━━ DATA PROVIDED

//! Comparison of two modules.

use rayon::prelude::*;

use crate::{
    compare::{
        identity::key_map, types::compare_types, AssemblySlot, CompareOptions, Finding, Report,
    },
    graph::{ModuleGraph, TypeEntry},
};

/// Compare every type of `source` against the type of the same name in `rewritten`.
///
/// With [`CompareOptions::parallel`] the type pairs are compared on the rayon thread pool. The
/// findings are still reported in the order of `source.types`.
#[must_use]
pub fn compare_modules(
    source: &ModuleGraph,
    rewritten: &ModuleGraph,
    options: &CompareOptions,
) -> Report {
    let types = key_map(&rewritten.types);
    let compare = |entry: &TypeEntry| match types.get(entry.name.as_str()) {
        Some(other) => compare_types(entry, other, options),
        None => Report::from(Finding::MissingType {
            type_name: entry.name.clone(),
            slot: AssemblySlot::Second,
        }),
    };

    let reports: Vec<Report> = if options.parallel {
        source.types.par_iter().map(compare).collect()
    } else {
        source.types.iter().map(compare).collect()
    };

    let mut report = Report::new();
    for partial in reports {
        report.append(partial);
    }
    report
}

#[cfg(test)]
mod tests {
    use super::*;
    use crate::{
        compare::FindingKind,
        graph::{InstructionEntry, MethodEntry, SourcePosition},
    };

    fn graph(types: &[(&str, &[&str])]) -> ModuleGraph {
        ModuleGraph {
            name: "M.dll".to_string(),
            types: types
                .iter()
                .map(|(name, methods)| TypeEntry {
                    name: (*name).to_string(),
                    methods: methods
                        .iter()
                        .map(|method| MethodEntry {
                            signature: format!("System.Void {name}::{method}()"),
                            has_body: true,
                            instructions: vec![InstructionEntry {
                                offset: 0,
                                position: Some(SourcePosition::new("m.cs", 3)),
                            }],
                        })
                        .collect(),
                })
                .collect(),
        }
    }

    #[test]
    fn missing_type_has_no_method_findings() {
        let source = graph(&[("A", &["X", "Y"]), ("B", &["Z"])]);
        let rewritten = graph(&[("B", &["Z"])]);

        let report = compare_modules(&source, &rewritten, &CompareOptions::default());
        assert_eq!(report.error_count(), 1);
        assert_eq!(report.findings()[0].kind(), FindingKind::MissingType);
        assert_eq!(report.findings()[1].kind(), FindingKind::Matched);
        assert_eq!(report.len(), 2);
    }

    #[test]
    fn extra_rewritten_types_ignored() {
        let source = graph(&[("A", &["X"])]);
        let rewritten = graph(&[("A", &["X"]), ("Injected", &["Hook"])]);

        let report = compare_modules(&source, &rewritten, &CompareOptions::default());
        assert!(report.is_consistent());
    }

    #[test]
    fn parallel_preserves_order() {
        let names: Vec<String> = (0..64).map(|index| format!("T{index}")).collect();
        let types: Vec<(&str, &[&str])> = names
            .iter()
            .enumerate()
            .filter(|(index, _)| index % 3 != 0)
            .map(|(_, name)| (name.as_str(), &["M"][..]))
            .collect();
        let all: Vec<(&str, &[&str])> = names
            .iter()
            .map(|name| (name.as_str(), &["M"][..]))
            .collect();

        let source = graph(&all);
        let rewritten = graph(&types);

        let sequential = compare_modules(&source, &rewritten, &CompareOptions::default());
        let parallel = compare_modules(
            &source,
            &rewritten,
            &CompareOptions {
                parallel: true,
                ..CompareOptions::default()
            },
        );

        assert_eq!(sequential, parallel);
        assert_eq!(sequential.error_count(), 22);
    }
}
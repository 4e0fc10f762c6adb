//! The metadata root (ECMA-335 II.24.2.1).
//!
//! Both the metadata of a module and a standalone Portable PDB start with this header: the
//! `BSJB` signature, a version string and the directory of streams that follow it.

use crate::{
    file::io::{read_le, read_le_at},
    metadata::streams::StreamHeader,
    Result,
};

/// The magic signature (`BSJB`) at the start of every metadata root
pub const CIL_HEADER_MAGIC: u32 = 0x424A_5342;

/// Highest number of streams a metadata root may declare
const MAX_STREAM_COUNT: u16 = 8;

/// The parsed metadata root
pub struct Root {
    /// Magic signature, always [`CIL_HEADER_MAGIC`]
    pub signature: u32,
    /// Major version, 1
    pub major_version: u16,
    /// Minor version, 1
    pub minor_version: u16,
    /// Length of the padded version string
    pub length: u32,
    /// Runtime version string, e.g. `v4.0.30319` or `PDB v1.0`
    pub version: String,
    /// Reserved flags
    pub flags: u16,
    /// The directory of streams, in file order
    pub stream_headers: Vec<StreamHeader>,
}

impl Root {
    /// Read the metadata root from the start of `data`.
    ///
    /// Stream offsets are validated against the length of `data`.
    ///
    /// # Errors
    /// Returns [`crate::Error::Malformed`] if the signature or stream directory is invalid, and
    /// [`crate::Error::OutOfBounds`] if a stream lies outside of `data`.
    pub fn read(data: &[u8]) -> Result<Root> {
        if data.len() < 20 {
            return Err(out_of_bounds_error!());
        }

        let signature = read_le::<u32>(data)?;
        if signature != CIL_HEADER_MAGIC {
            return Err(malformed_error!(
                "CIL_HEADER_MAGIC does not match - {}",
                signature
            ));
        }

        let version_string_length = read_le_at::<u32>(data, &mut 12)? as usize;
        let Some(version_end) = version_string_length.checked_add(16) else {
            return Err(malformed_error!(
                "Version string length causing integer overflow - {}",
                version_string_length
            ));
        };
        if version_end + 4 > data.len() {
            return Err(out_of_bounds_error!());
        }

        let version_bytes = &data[16..version_end];
        let version_len = version_bytes
            .iter()
            .position(|byte| *byte == 0)
            .unwrap_or(version_bytes.len());
        let version = String::from_utf8_lossy(&version_bytes[..version_len]).into_owned();

        let flags = read_le_at::<u16>(data, &mut { version_end })?;
        let stream_count = read_le_at::<u16>(data, &mut (version_end + 2))?;
        if stream_count == 0 || stream_count > MAX_STREAM_COUNT {
            return Err(malformed_error!("Invalid stream count - {}", stream_count));
        }

        let mut streams: Vec<StreamHeader> = Vec::with_capacity(stream_count as usize);
        let mut stream_offset = version_end + 4;
        for _ in 0..stream_count {
            if stream_offset > data.len() {
                return Err(out_of_bounds_error!());
            }

            let new_stream = StreamHeader::from(&data[stream_offset..])?;
            match new_stream.offset.checked_add(new_stream.size) {
                Some(range) => {
                    if range as usize > data.len() {
                        return Err(out_of_bounds_error!());
                    }
                }
                None => {
                    return Err(malformed_error!(
                        "Stream offset and size cause integer overflow - {} + {}",
                        new_stream.offset,
                        new_stream.size
                    ))
                }
            }

            if streams.iter().any(|stream| stream.name == new_stream.name) {
                return Err(malformed_error!("Duplicate stream - {}", new_stream.name));
            }

            stream_offset += new_stream.header_size();
            streams.push(new_stream);
        }

        Ok(Root {
            signature,
            major_version: read_le::<u16>(&data[4..])?,
            minor_version: read_le::<u16>(&data[6..])?,
            length: u32::try_from(version_string_length)
                .map_err(|_| malformed_error!("Version string length too large"))?,
            version,
            flags,
            stream_headers: streams,
        })
    }

    /// Look up a stream header by its name
    #[must_use]
    pub fn stream(&self, name: &str) -> Option<&StreamHeader> {
        self.stream_headers.iter().find(|stream| stream.name == name)
    }
}

#[cfg(test)]
mod tests {
    use super::*;

    #[test]
    fn crafted() {
        #[rustfmt::skip]
        let header_bytes = [
            0x42, 0x53, 0x4A, 0x42,
            0x01, 0x00,
            0x01, 0x00,
            0x00, 0x00, 0x00, 0x00,
            0x08, 0x00, 0x00, 0x00,
            b'P', b'D', b'B', b' ', b'v', b'1', 0x00, 0x00,
            0x00, 0x00,
            0x02, 0x00,

            0x28, 0x00, 0x00, 0x00, // StreamHeader #~
            0x04, 0x00, 0x00, 0x00,
            0x23, 0x7E, 0x00, 0x00,

            0x2C, 0x00, 0x00, 0x00, // StreamHeader #Blob
            0x01, 0x00, 0x00, 0x00,
            b'#', b'B', b'l', b'o', b'b', 0x00, 0x00, 0x00,

            0xAA, 0xAA, 0xAA, 0xAA,
            0x00,
        ];

        let root = Root::read(&header_bytes).unwrap();

        assert_eq!(root.signature, CIL_HEADER_MAGIC);
        assert_eq!(root.major_version, 1);
        assert_eq!(root.minor_version, 1);
        assert_eq!(root.length, 8);
        assert_eq!(root.version, "PDB v1");
        assert_eq!(root.stream_headers.len(), 2);
        assert_eq!(root.stream("#~").unwrap().offset, 0x28);
        assert_eq!(root.stream("#Blob").unwrap().size, 1);
        assert!(root.stream("#Strings").is_none());
    }

    #[test]
    fn invalid_signature() {
        let mut data = [0u8; 40];
        data[0] = 0x42;
        assert!(matches!(
            Root::read(&data),
            Err(crate::Error::Malformed { .. })
        ));
    }

    #[test]
    fn stream_out_of_bounds() {
        #[rustfmt::skip]
        let header_bytes = [
            0x42, 0x53, 0x4A, 0x42,
            0x01, 0x00,
            0x01, 0x00,
            0x00, 0x00, 0x00, 0x00,
            0x04, 0x00, 0x00, 0x00,
            b'v', b'4', 0x00, 0x00,
            0x00, 0x00,
            0x01, 0x00,

            0x20, 0x00, 0x00, 0x00,
            0xFF, 0x00, 0x00, 0x00,
            0x23, 0x7E, 0x00, 0x00,
        ];

        assert!(matches!(
            Root::read(&header_bytes),
            Err(crate::Error::OutOfBounds { .. })
        ));
    }
}
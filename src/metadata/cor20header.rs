//! The CLI header (ECMA-335 II.25.3.3).
//!
//! Located through the CLR runtime header data directory, it points at the metadata root of the
//! module.

use crate::{file::parser::Parser, Result};

/// Size of the CLI header in bytes
pub const COR20_HEADER_SIZE: usize = 72;

/// The parsed CLI header
#[derive(Debug, Clone, PartialEq, Eq)]
pub struct Cor20Header {
    /// Size of the header in bytes, always 72
    pub cb: u32,
    /// Minimum major runtime version required
    pub major_runtime_version: u16,
    /// Minor part of the runtime version
    pub minor_runtime_version: u16,
    /// RVA of the metadata root
    pub meta_data_rva: u32,
    /// Size of the metadata in bytes
    pub meta_data_size: u32,
    /// Runtime flags (`COMIMAGE_FLAGS_*`)
    pub flags: u32,
    /// Token of the entry point method or file
    pub entry_point_token: u32,
    /// RVA of the managed resources
    pub resource_rva: u32,
    /// Size of the managed resources
    pub resource_size: u32,
}

impl Cor20Header {
    /// Read a `Cor20Header` from a sequence of bytes
    ///
    /// # Errors
    /// Returns [`crate::Error::OutOfBounds`] if the data is too short and
    /// [`crate::Error::Malformed`] if the header size or metadata location are invalid.
    pub fn read(data: &[u8]) -> Result<Cor20Header> {
        if data.len() < COR20_HEADER_SIZE {
            return Err(out_of_bounds_error!());
        }

        let mut parser = Parser::new(data);

        let cb = parser.read_le::<u32>()?;
        if cb as usize != COR20_HEADER_SIZE {
            return Err(malformed_error!(
                "Invalid CLR header size: expected 72, got {}",
                cb
            ));
        }

        let major_runtime_version = parser.read_le::<u16>()?;
        let minor_runtime_version = parser.read_le::<u16>()?;

        let meta_data_rva = parser.read_le::<u32>()?;
        let meta_data_size = parser.read_le::<u32>()?;
        if meta_data_rva == 0 || meta_data_size == 0 {
            return Err(malformed_error!(
                "Invalid metadata directory - rva: {}, size: {}",
                meta_data_rva,
                meta_data_size
            ));
        }

        let flags = parser.read_le::<u32>()?;
        let entry_point_token = parser.read_le::<u32>()?;
        let resource_rva = parser.read_le::<u32>()?;
        let resource_size = parser.read_le::<u32>()?;

        Ok(Cor20Header {
            cb,
            major_runtime_version,
            minor_runtime_version,
            meta_data_rva,
            meta_data_size,
            flags,
            entry_point_token,
            resource_rva,
            resource_size,
        })
    }
}
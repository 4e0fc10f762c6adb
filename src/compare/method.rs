//! Comparison of two copies of one method.

use crate::{
    compare::{
        extract::{first_sequence_point, sequence_points},
        AssemblySlot, CompareOptions, Finding, Report,
    },
    graph::MethodEntry,
};

/// Compare the first sequence points of a method and its rewritten copy.
///
/// Only the first position of each side is compared by document and start line. When both
/// agree, every position of the rewritten copy has to name the same document.
#[must_use]
pub fn compare_methods(
    source: &MethodEntry,
    rewritten: &MethodEntry,
    method_name: &str,
    options: &CompareOptions,
) -> Report {
    let (first, second) = match (first_sequence_point(source), first_sequence_point(rewritten)) {
        (None, None) => {
            return Report::from(Finding::NoSequencePoints {
                method: method_name.to_string(),
            })
        }
        (None, Some(_)) => {
            return Report::from(Finding::AsymmetricSequencePoints {
                method: method_name.to_string(),
                missing_in: AssemblySlot::First,
            })
        }
        (Some(_), None) => {
            return Report::from(Finding::AsymmetricSequencePoints {
                method: method_name.to_string(),
                missing_in: AssemblySlot::Second,
            })
        }
        (Some(first), Some(second)) => (first, second),
    };

    if first.document != second.document {
        return Report::from(Finding::DifferentSourceFile {
            method: method_name.to_string(),
            first_url: first.document.clone(),
            second_url: second.document.clone(),
        });
    }

    if options.compare_start_lines && first.start_line != second.start_line {
        return Report::from(Finding::DifferentStartLine {
            method: method_name.to_string(),
            first_line: first.start_line,
            second_line: second.start_line,
        });
    }

    let mut report = Report::from(Finding::Matched {
        method: method_name.to_string(),
    });
    report.append(verify_all_sequence_points(
        rewritten,
        method_name,
        AssemblySlot::Second,
        &second.document,
    ));
    report
}

/// Report every sequence point of `method` whose document differs from `reference_url`
#[must_use]
pub fn verify_all_sequence_points(
    method: &MethodEntry,
    method_name: &str,
    slot: AssemblySlot,
    reference_url: &str,
) -> Report {
    sequence_points(method)
        .filter(|position| position.document != reference_url)
        .map(|position| Finding::InconsistentDocumentWithinMethod {
            method: method_name.to_string(),
            line: position.start_line,
            url: position.document.clone(),
            reference_url: reference_url.to_string(),
            slot,
        })
        .collect()
}

#[cfg(test)]
mod tests {
    use super::*;
    use crate::{
        compare::FindingKind,
        graph::{InstructionEntry, SourcePosition},
    };

    const NAME: &str = "System.Void T::M()";

    fn method(points: &[(&str, u32)]) -> MethodEntry {
        MethodEntry {
            signature: NAME.to_string(),
            has_body: true,
            instructions: points
                .iter()
                .enumerate()
                .map(|(offset, (document, line))| InstructionEntry {
                    offset: offset as u32,
                    position: (!document.is_empty())
                        .then(|| SourcePosition::new(*document, *line)),
                })
                .collect(),
        }
    }

    fn kinds(report: &Report) -> Vec<FindingKind> {
        report.findings().iter().map(Finding::kind).collect()
    }

    #[test]
    fn neither_has_points() {
        let report = compare_methods(
            &method(&[("", 0)]),
            &method(&[("", 0)]),
            NAME,
            &CompareOptions::default(),
        );
        assert_eq!(kinds(&report), [FindingKind::NoSequencePoints]);
        assert_eq!(report.error_count(), 0);
    }

    #[test]
    fn one_side_missing() {
        let options = CompareOptions::default();
        let with = method(&[("a.cs", 5)]);
        let without = method(&[("", 0)]);

        let report = compare_methods(&without, &with, NAME, &options);
        assert_eq!(report.error_count(), 1);
        assert_eq!(
            report.findings()[0],
            Finding::AsymmetricSequencePoints {
                method: NAME.to_string(),
                missing_in: AssemblySlot::First,
            }
        );

        let report = compare_methods(&with, &without, NAME, &options);
        assert_eq!(report.error_count(), 1);
        assert!(matches!(
            report.findings()[0],
            Finding::AsymmetricSequencePoints {
                missing_in: AssemblySlot::Second,
                ..
            }
        ));
    }

    #[test]
    fn different_document_stops() {
        let report = compare_methods(
            &method(&[("a.cs", 5)]),
            &method(&[("A.cs", 5), ("c.cs", 6)]),
            NAME,
            &CompareOptions::default(),
        );
        assert_eq!(kinds(&report), [FindingKind::DifferentSourceFile]);
        assert_eq!(report.error_count(), 1);
    }

    #[test]
    fn start_line_comparison() {
        let source = method(&[("", 0), ("a.cs", 5)]);
        let rewritten = method(&[("a.cs", 6)]);

        let report = compare_methods(&source, &rewritten, NAME, &CompareOptions::default());
        assert_eq!(kinds(&report), [FindingKind::DifferentStartLine]);
        assert_eq!(report.error_count(), 1);

        let options = CompareOptions {
            compare_start_lines: false,
            ..CompareOptions::default()
        };
        let report = compare_methods(&source, &rewritten, NAME, &options);
        assert_eq!(kinds(&report), [FindingKind::Matched]);
        assert_eq!(report.error_count(), 0);
    }

    #[test]
    fn inconsistent_document_in_rewritten() {
        let report = compare_methods(
            &method(&[("a.cs", 5), ("a.cs", 7)]),
            &method(&[("a.cs", 5), ("b.cs", 9)]),
            NAME,
            &CompareOptions::default(),
        );

        assert_eq!(report.error_count(), 1);
        assert_eq!(
            report.findings()[1],
            Finding::InconsistentDocumentWithinMethod {
                method: NAME.to_string(),
                line: 9,
                url: "b.cs".to_string(),
                reference_url: "a.cs".to_string(),
                slot: AssemblySlot::Second,
            }
        );
    }

    #[test]
    fn source_side_not_verified() {
        let report = compare_methods(
            &method(&[("a.cs", 5), ("x.cs", 7), ("y.cs", 8)]),
            &method(&[("a.cs", 5), ("a.cs", 9)]),
            NAME,
            &CompareOptions::default(),
        );
        assert_eq!(kinds(&report), [FindingKind::Matched]);
    }

    #[test]
    fn verify_counts_every_point() {
        let report = verify_all_sequence_points(
            &method(&[("b.cs", 1), ("a.cs", 2), ("c.cs", 3)]),
            NAME,
            AssemblySlot::First,
            "a.cs",
        );
        assert_eq!(report.error_count(), 2);
    }
}
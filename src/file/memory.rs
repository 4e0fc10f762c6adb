//! In-memory input backend.
//!
//! Wraps an owned `Vec<u8>` so that buffers (for example an inflated embedded Portable PDB) can
//! be parsed through the same [`crate::file::Backend`] interface as memory mapped files.

use super::Backend;
use crate::Result;

/// Input backed by an owned buffer.
///
/// Used for modules handed over as bytes and for Portable PDBs inflated from an embedded
/// debug directory entry.
#[derive(Debug)]
pub struct Memory {
    data: Vec<u8>,
}

impl Memory {
    /// Wrap an owned buffer
    pub fn new(data: Vec<u8>) -> Memory {
        Memory { data }
    }
}

impl Backend for Memory {
    fn data_slice(&self, offset: usize, len: usize) -> Result<&[u8]> {
        let Some(offset_end) = offset.checked_add(len) else {
            return Err(out_of_bounds_error!());
        };

        if offset_end > self.data.len() {
            return Err(out_of_bounds_error!());
        }

        Ok(&self.data[offset..offset_end])
    }

    fn data(&self) -> &[u8] {
        self.data.as_slice()
    }

    fn len(&self) -> usize {
        self.data.len()
    }
}

#[cfg(test)]
mod tests {
    use super::*;
    use crate::Error;

    #[test]
    fn memory() {
        let mut data = vec![0xCC_u8; 1048];
        data[10..15].fill(0xBB);

        let memory = Memory::new(data);

        assert_eq!(memory.len(), 1048);
        assert_eq!(memory.data()[42], 0xCC);
        assert_eq!(
            memory.data_slice(10, 5).unwrap(),
            &[0xBB, 0xBB, 0xBB, 0xBB, 0xBB]
        );

        assert!(memory.data_slice(u32::MAX as usize, u32::MAX as usize).is_err());
        assert!(memory.data_slice(0, 2048).is_err());
    }

    #[test]
    fn offset_overflow() {
        let memory = Memory::new(vec![0x00; 100]);

        assert!(matches!(
            memory.data_slice(usize::MAX, 1),
            Err(Error::OutOfBounds { .. })
        ));
        assert!(memory.data_slice(100, 1).is_err());
        assert!(memory.data_slice(99, 2).is_err());
        assert_eq!(memory.data_slice(100, 0).unwrap(), &[] as &[u8]);
    }
}
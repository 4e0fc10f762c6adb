//! Metadata streams and heaps (ECMA-335 II.24.2).
//!
//! # Key Components
//!
//! - [`StreamHeader`] - Entry of the stream directory
//! - [`Strings`] - `#Strings` identifier heap
//! - [`Blob`] - `#Blob` binary heap
//! - [`Guid`] - `#GUID` heap
//! - [`TablesHeader`] - `#~` table stream
//! - [`PdbStream`] - `#Pdb` stream of a Portable PDB

mod blob;
mod guid;
mod pdb;
mod streamheader;
mod strings;
mod tablesheader;

pub use blob::Blob;
pub use guid::Guid;
pub use pdb::PdbStream;
pub use streamheader::StreamHeader;
pub use strings::Strings;
pub use tablesheader::TablesHeader;
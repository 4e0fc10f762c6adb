//! Column layout of every metadata table.
//!
//! Only a handful of tables are decoded into rows, but the size of every present table has to
//! be known to locate the ones that follow it in the `#~` stream.

use crate::metadata::tables::{CodedIndexType, TableId};

/// The kind of a single table column
#[derive(Debug, Clone, Copy, PartialEq, Eq)]
pub enum Column {
    /// A constant of the given byte width
    Fixed(u8),
    /// Index into the `#Strings` heap
    Str,
    /// Index into the `#GUID` heap
    Guid,
    /// Index into the `#Blob` heap
    Blob,
    /// Simple index into another table
    Table(TableId),
    /// Coded index into one of several tables
    Coded(CodedIndexType),
}

use CodedIndexType as C;
use Column::{Blob, Coded, Fixed, Guid, Str, Table};
use TableId as T;

/// The columns of `table`, in storage order
#[must_use]
pub fn columns(table: TableId) -> &'static [Column] {
    match table {
        T::Module => &[Fixed(2), Str, Guid, Guid, Guid],
        T::TypeRef => &[Coded(C::ResolutionScope), Str, Str],
        T::TypeDef => &[
            Fixed(4),
            Str,
            Str,
            Coded(C::TypeDefOrRef),
            Table(T::Field),
            Table(T::MethodDef),
        ],
        T::FieldPtr => &[Table(T::Field)],
        T::Field => &[Fixed(2), Str, Blob],
        T::MethodPtr => &[Table(T::MethodDef)],
        T::MethodDef => &[Fixed(4), Fixed(2), Fixed(2), Str, Blob, Table(T::Param)],
        T::ParamPtr => &[Table(T::Param)],
        T::Param => &[Fixed(2), Fixed(2), Str],
        T::InterfaceImpl => &[Table(T::TypeDef), Coded(C::TypeDefOrRef)],
        T::MemberRef => &[Coded(C::MemberRefParent), Str, Blob],
        T::Constant => &[Fixed(2), Coded(C::HasConstant), Blob],
        T::CustomAttribute => &[
            Coded(C::HasCustomAttribute),
            Coded(C::CustomAttributeType),
            Blob,
        ],
        T::FieldMarshal => &[Coded(C::HasFieldMarshal), Blob],
        T::DeclSecurity => &[Fixed(2), Coded(C::HasDeclSecurity), Blob],
        T::ClassLayout => &[Fixed(2), Fixed(4), Table(T::TypeDef)],
        T::FieldLayout => &[Fixed(4), Table(T::Field)],
        T::StandAloneSig | T::TypeSpec => &[Blob],
        T::EventMap => &[Table(T::TypeDef), Table(T::Event)],
        T::EventPtr => &[Table(T::Event)],
        T::Event => &[Fixed(2), Str, Coded(C::TypeDefOrRef)],
        T::PropertyMap => &[Table(T::TypeDef), Table(T::Property)],
        T::PropertyPtr => &[Table(T::Property)],
        T::Property => &[Fixed(2), Str, Blob],
        T::MethodSemantics => &[Fixed(2), Table(T::MethodDef), Coded(C::HasSemantics)],
        T::MethodImpl => &[
            Table(T::TypeDef),
            Coded(C::MethodDefOrRef),
            Coded(C::MethodDefOrRef),
        ],
        T::ModuleRef => &[Str],
        T::ImplMap => &[
            Fixed(2),
            Coded(C::MemberForwarded),
            Str,
            Table(T::ModuleRef),
        ],
        T::FieldRVA => &[Fixed(4), Table(T::Field)],
        T::EncLog => &[Fixed(4), Fixed(4)],
        T::EncMap => &[Fixed(4)],
        T::Assembly => &[
            Fixed(4),
            Fixed(2),
            Fixed(2),
            Fixed(2),
            Fixed(2),
            Fixed(4),
            Blob,
            Str,
            Str,
        ],
        T::AssemblyProcessor => &[Fixed(4)],
        T::AssemblyOS => &[Fixed(4), Fixed(4), Fixed(4)],
        T::AssemblyRef => &[
            Fixed(2),
            Fixed(2),
            Fixed(2),
            Fixed(2),
            Fixed(4),
            Blob,
            Str,
            Str,
            Blob,
        ],
        T::AssemblyRefProcessor => &[Fixed(4), Table(T::AssemblyRef)],
        T::AssemblyRefOS => &[Fixed(4), Fixed(4), Fixed(4), Table(T::AssemblyRef)],
        T::File => &[Fixed(4), Str, Blob],
        T::ExportedType => &[Fixed(4), Fixed(4), Str, Str, Coded(C::Implementation)],
        T::ManifestResource => &[Fixed(4), Fixed(4), Str, Coded(C::Implementation)],
        T::NestedClass => &[Table(T::TypeDef), Table(T::TypeDef)],
        T::GenericParam => &[Fixed(2), Fixed(2), Coded(C::TypeOrMethodDef), Str],
        T::MethodSpec => &[Coded(C::MethodDefOrRef), Blob],
        T::GenericParamConstraint => &[Table(T::GenericParam), Coded(C::TypeDefOrRef)],
        T::Document => &[Blob, Guid, Blob, Guid],
        T::MethodDebugInformation => &[Table(T::Document), Blob],
        T::LocalScope => &[
            Table(T::MethodDef),
            Table(T::ImportScope),
            Table(T::LocalVariable),
            Table(T::LocalConstant),
            Fixed(4),
            Fixed(4),
        ],
        T::LocalVariable => &[Fixed(2), Fixed(2), Str],
        T::LocalConstant => &[Str, Blob],
        T::ImportScope => &[Table(T::ImportScope), Blob],
        T::StateMachineMethod => &[Table(T::MethodDef), Table(T::MethodDef)],
        T::CustomDebugInformation => &[Coded(C::HasCustomDebugInformation), Guid, Blob],
    }
}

━━━━

Look above for the line holding "root may declare", then set down exactly that line and every line after it up to and including the line holding "is invalid, and", with nothing else.

/// Highest number of streams a metadata root may declare
const MAX_STREAM_COUNT: u16 = 8;

/// The parsed metadata root
pub struct Root {
    /// Magic signature, always [`CIL_HEADER_MAGIC`]
    pub signature: u32,
    /// Major version, 1
    pub major_version: u16,
    /// Minor version, 1
    pub minor_version: u16,
    /// Length of the padded version string
    pub length: u32,
    /// Runtime version string, e.g. `v4.0.30319` or `PDB v1.0`
    pub version: String,
    /// Reserved flags
    pub flags: u16,
    /// The directory of streams, in file order
    pub stream_headers: Vec<StreamHeader>,
}

impl Root {
    /// Read the metadata root from the start of `data`.
    ///
    /// Stream offsets are validated against the length of `data`.
    ///
    /// # Errors
    /// Returns [`crate::Error::Malformed`] if the signature or stream directory is invalid, and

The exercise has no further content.